Data>
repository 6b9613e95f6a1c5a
use clap::Parser;
use tracing::Level;

mod cli;
mod commands;

#[tokio::main]
async fn main() -> anyhow::Result<()> {
    let cli = cli::Cli::parse();
    let level = if cli.verbose { Level::DEBUG } else { Level::INFO };
    tracing_subscriber::fmt()
        .with_max_level(level)
        .with_writer(std::io::stderr)
        .init();
    commands::run_command(cli).await
}
use std::path::Path;

use serde::{Deserialize, Serialize};

use crate::error::ArchiveResult;

/// Compresses one directory into one archive file, and back.
///
/// Implementations are blocking and `Send + Sync` so a single archiver can
/// be shared by every export task.
pub trait Archiver: Send + Sync {
    /// Compress the contents of `source_dir` into `archive_path`.
    ///
    /// With `include_root_folder`, entries are nested under the source
    /// directory's own name. Returns the number of files written.
    fn compress(
        &self,
        source_dir: &Path,
        archive_path: &Path,
        include_root_folder: bool,
    ) -> ArchiveResult<usize>;

    /// Extract `archive_path` into `dest_dir`, creating it if needed.
    ///
    /// With `overwrite`, existing files are replaced; otherwise an existing
    /// file is an error. Returns the number of files extracted.
    fn decompress(&self, archive_path: &Path, dest_dir: &Path, overwrite: bool)
        -> ArchiveResult<usize>;
}

/// How file entries are stored in an archive.
#[derive(Clone, Copy, Debug, Default, PartialEq, Eq, Serialize, Deserialize)]
#[serde(rename_all = "lowercase")]
pub enum Compression {
    #[default]
    Deflated,
    Stored,
}
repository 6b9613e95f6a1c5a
use std::path::{Path, PathBuf};
use std::sync::Arc;

use storypack_archive::{Archiver, ZipArchiver};
use storypack_types::{is_valid_id, ExportHeader};
use tracing::info;

use crate::config::ExportConfig;
use crate::document::read_required;
use crate::error::{PipelineError, PipelineResult};

/// Unpacks exported archives. Does not rebuild any dedup state.
#[derive(Clone)]
pub struct Importer {
    config: ExportConfig,
    archiver: Arc<dyn Archiver>,
}

impl Importer {
    pub fn new(config: ExportConfig) -> Self {
        let archiver: Arc<dyn Archiver> = Arc::new(ZipArchiver::new(config.compression));
        Self { config, archiver }
    }

    pub fn with_archiver(mut self, archiver: Arc<dyn Archiver>) -> Self {
        self.archiver = archiver;
        self
    }

    /// Read and parse a header document.
    pub async fn read_header(&self, header_path: &Path) -> PipelineResult<ExportHeader> {
        let text = read_required(header_path, "header").await?;
        Ok(ExportHeader::from_json(&text)?)
    }

    /// Unpack the story archive next to `header_path` into
    /// `<destination_root>/<storyId>`, replacing existing files.
    pub async fn import_story(
        &self,
        header_path: &Path,
        destination_root: &Path,
    ) -> PipelineResult<PathBuf> {
        let header = self.read_header(header_path).await?;
        if !is_valid_id(&header.story) {
            return Err(PipelineError::InvalidHeader(format!(
                "invalid story id {:?}",
                header.story
            )));
        }

        let source_dir = header_path
            .parent()
            .map(Path::to_path_buf)
            .unwrap_or_default();
        let archive = self.config.archive_path(&source_dir, &header.story);
        let project = destination_root.join(&header.story);

        let files = self.unpack(archive.clone(), project.clone()).await?;
        info!(
            story = %header.story,
            chapters = header.chapters.len(),
            archive = %archive.display(),
            project = %project.display(),
            files,
            "story imported"
        );
        Ok(project)
    }

    /// Unpack one chapter archive into `target_folder`, creating it if
    /// needed.
    pub async fn restore_chapter(
        &self,
        archive_path: &Path,
        target_folder: &Path,
    ) -> PipelineResult<PathBuf> {
        let files = self
            .unpack(archive_path.to_path_buf(), target_folder.to_path_buf())
            .await?;
        info!(
            archive = %archive_path.display(),
            target = %target_folder.display(),
            files,
            "chapter restored"
        );
        Ok(target_folder.to_path_buf())
    }

    async fn unpack(&self, archive: PathBuf, dest: PathBuf) -> PipelineResult<usize> {
        let archiver = Arc::clone(&self.archiver);
        let files =
            tokio::task::spawn_blocking(move || archiver.decompress(&archive, &dest, true)).await??;
        Ok(files)
    }
}

#[cfg(test)]
mod tests {
    use super::*;
    use std::fs;

    use serde_json::json;
    use storypack_types::Story;

    use crate::export::Exporter;

    fn write(root: &Path, rel: &str, data: &[u8]) {
        let path = root.join(rel);
        fs::create_dir_all(path.parent().unwrap()).unwrap();
        fs::write(path, data).unwrap();
    }

    fn project(root: &Path) -> Story {
        write(root, "cover.png", &[0x89, b'P', b'N', b'G', 0, 1, 2]);
        write(root, "index.json", br#"{"id":"tale","chapters":[{"id":"c1"},{"id":"c2"}]}"#);
        write(
            root,
            "blackboard.json",
            br#"{"resources":{"backgrounds":{"forest":"backgrounds/forest.png"}}}"#,
        );
        write(root, "backgrounds/forest.png", b"forest pixels");
        let flow = json!({ "blocks": [ { "commands": [
            { "kind": "show_background", "payload": { "background": "forest" } }
        ] } ] });
        write(root, "c1/flow.json", flow.to_string().as_bytes());
        write(root, "c2/assets/portrait.png", b"portrait");
        Story::new("tale", root).with_chapter("c1").with_chapter("c2")
    }

    #[tokio::test]
    async fn export_then_import_roundtrip() {
        let src = tempfile::tempdir().unwrap();
        let story = project(src.path());
        let report = Exporter::new(ExportConfig::default())
            .export_resources(&story)
            .await
            .unwrap();

        let dest = tempfile::tempdir().unwrap();
        let imported = Importer::new(ExportConfig::default())
            .import_story(&report.header_path, dest.path())
            .await
            .unwrap();
        assert_eq!(imported, dest.path().join("tale"));

        for rel in [
            "blackboard.json",
            "index.json",
            "cover.png",
            "c1/flow.json",
            "c2/assets/portrait.png",
        ] {
            assert_eq!(
                fs::read(imported.join(rel)).unwrap(),
                fs::read(src.path().join(rel)).unwrap(),
                "{rel} differs"
            );
        }
    }

    #[tokio::test]
    async fn import_clobbers_existing_files() {
        let src = tempfile::tempdir().unwrap();
        let story = project(src.path());
        let report = Exporter::new(ExportConfig::default())
            .export_resources(&story)
            .await
            .unwrap();

        let dest = tempfile::tempdir().unwrap();
        write(dest.path(), "tale/cover.png", b"old cover");
        let imported = Importer::new(ExportConfig::default())
            .import_story(&report.header_path, dest.path())
            .await
            .unwrap();
        assert_eq!(
            fs::read(imported.join("cover.png")).unwrap(),
            fs::read(src.path().join("cover.png")).unwrap()
        );
    }

    #[tokio::test]
    async fn restore_chapter_into_new_folder() {
        let src = tempfile::tempdir().unwrap();
        let story = project(src.path());
        let report = Exporter::new(ExportConfig::default())
            .export_resources(&story)
            .await
            .unwrap();

        let target = src.path().join("restored/deep/c1");
        let out = Importer::new(ExportConfig::default())
            .restore_chapter(&report.chapters[0].archive, &target)
            .await
            .unwrap();
        assert_eq!(out, target);
        assert_eq!(fs::read(target.join("backgrounds/forest.png")).unwrap(), b"forest pixels");
    }

    #[tokio::test]
    async fn missing_header() {
        let dir = tempfile::tempdir().unwrap();
        let err = Importer::new(ExportConfig::default())
            .import_story(&dir.path().join("content.elp"), dir.path())
            .await
            .unwrap_err();
        assert!(matches!(err, PipelineError::MissingDocument { kind: "header", .. }));
    }

    #[tokio::test]
    async fn missing_story_archive() {
        let dir = tempfile::tempdir().unwrap();
        write(dir.path(), "content.elp", br#"{"story":"tale","chapters":[]}"#);
        let err = Importer::new(ExportConfig::default())
            .import_story(&dir.path().join("content.elp"), dir.path())
            .await
            .unwrap_err();
        assert!(matches!(
            err,
            PipelineError::Archive(storypack_archive::ArchiveError::ArchiveMissing(_))
        ));
    }

    #[tokio::test]
    async fn header_with_path_like_story_id() {
        for story in ["../evil", "..", ".", ""] {
            let dir = tempfile::tempdir().unwrap();
            let header = serde_json::to_vec(&json!({ "story": story, "chapters": [] })).unwrap();
            write(dir.path(), "content.elp", &header);
            let err = Importer::new(ExportConfig::default())
                .import_story(&dir.path().join("content.elp"), dir.path())
                .await
                .unwrap_err();
            assert!(matches!(err, PipelineError::InvalidHeader(_)), "{story:?}: {err}");
        }
    }

    #[tokio::test]
    async fn restore_missing_archive() {
        let dir = tempfile::tempdir().unwrap();
        let err = Importer::new(ExportConfig::default())
            .restore_chapter(&dir.path().join("c9.zip"), &dir.path().join("out"))
            .await
            .unwrap_err();
        assert!(matches!(err, PipelineError::Archive(_)));
    }
}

Exercise details>
Which lines above hold the string "imported"? Show each of them.

Final answer>
            "story imported"
        let imported = Importer::new(ExportConfig::default())
        assert_eq!(imported, dest.path().join("tale"));
                fs::read(imported.join(rel)).unwrap(),
        let imported = Importer::new(ExportConfig::default())
            fs::read(imported.join("cover.png")).unwrap(),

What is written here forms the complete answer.